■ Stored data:
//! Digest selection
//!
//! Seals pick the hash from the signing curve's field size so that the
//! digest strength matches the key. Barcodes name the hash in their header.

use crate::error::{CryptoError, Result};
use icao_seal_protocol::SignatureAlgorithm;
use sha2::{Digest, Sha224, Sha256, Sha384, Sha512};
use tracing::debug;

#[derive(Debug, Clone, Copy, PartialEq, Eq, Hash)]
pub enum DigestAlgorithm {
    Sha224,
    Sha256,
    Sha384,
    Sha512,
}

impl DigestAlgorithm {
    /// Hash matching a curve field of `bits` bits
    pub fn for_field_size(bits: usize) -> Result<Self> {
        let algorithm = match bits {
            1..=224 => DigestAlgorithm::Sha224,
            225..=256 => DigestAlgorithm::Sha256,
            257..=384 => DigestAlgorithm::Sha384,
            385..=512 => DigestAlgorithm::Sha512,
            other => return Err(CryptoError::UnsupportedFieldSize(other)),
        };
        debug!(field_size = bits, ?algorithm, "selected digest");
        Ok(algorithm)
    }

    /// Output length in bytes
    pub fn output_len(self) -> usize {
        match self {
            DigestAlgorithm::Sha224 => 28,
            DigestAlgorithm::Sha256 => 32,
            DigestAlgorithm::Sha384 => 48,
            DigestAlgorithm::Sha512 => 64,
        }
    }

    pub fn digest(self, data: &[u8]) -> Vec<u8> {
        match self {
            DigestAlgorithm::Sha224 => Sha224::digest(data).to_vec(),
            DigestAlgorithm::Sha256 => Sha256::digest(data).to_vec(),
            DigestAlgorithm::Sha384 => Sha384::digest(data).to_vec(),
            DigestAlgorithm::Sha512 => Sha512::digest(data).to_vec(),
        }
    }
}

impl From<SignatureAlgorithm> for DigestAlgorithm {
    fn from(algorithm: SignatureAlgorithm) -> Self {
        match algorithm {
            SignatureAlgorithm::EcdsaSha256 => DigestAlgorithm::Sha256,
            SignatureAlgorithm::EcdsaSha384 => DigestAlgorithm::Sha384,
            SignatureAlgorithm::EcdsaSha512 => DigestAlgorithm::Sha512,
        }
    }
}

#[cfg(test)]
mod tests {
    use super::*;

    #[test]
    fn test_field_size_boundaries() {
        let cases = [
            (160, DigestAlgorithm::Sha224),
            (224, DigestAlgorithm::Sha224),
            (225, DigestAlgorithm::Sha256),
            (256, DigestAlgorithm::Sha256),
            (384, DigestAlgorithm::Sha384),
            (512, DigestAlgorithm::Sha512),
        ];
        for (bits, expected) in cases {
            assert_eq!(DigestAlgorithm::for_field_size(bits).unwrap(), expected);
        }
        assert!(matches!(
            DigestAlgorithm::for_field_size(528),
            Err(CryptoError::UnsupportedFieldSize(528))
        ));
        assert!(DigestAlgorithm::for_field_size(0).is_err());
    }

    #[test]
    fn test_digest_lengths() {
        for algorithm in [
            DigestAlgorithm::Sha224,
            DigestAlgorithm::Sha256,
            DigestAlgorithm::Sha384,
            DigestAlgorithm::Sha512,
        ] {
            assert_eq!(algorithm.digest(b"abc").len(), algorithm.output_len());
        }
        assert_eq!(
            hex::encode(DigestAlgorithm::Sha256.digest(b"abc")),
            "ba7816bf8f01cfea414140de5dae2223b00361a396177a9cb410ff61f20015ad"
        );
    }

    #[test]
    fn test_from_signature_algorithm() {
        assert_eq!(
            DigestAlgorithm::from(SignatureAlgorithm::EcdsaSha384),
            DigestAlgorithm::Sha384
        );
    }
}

■ Problem details: Every line above that holds the word "usize" should be copied out.

■ Answer for this exercise:
    pub fn for_field_size(bits: usize) -> Result<Self> {
    pub fn output_len(self) -> usize {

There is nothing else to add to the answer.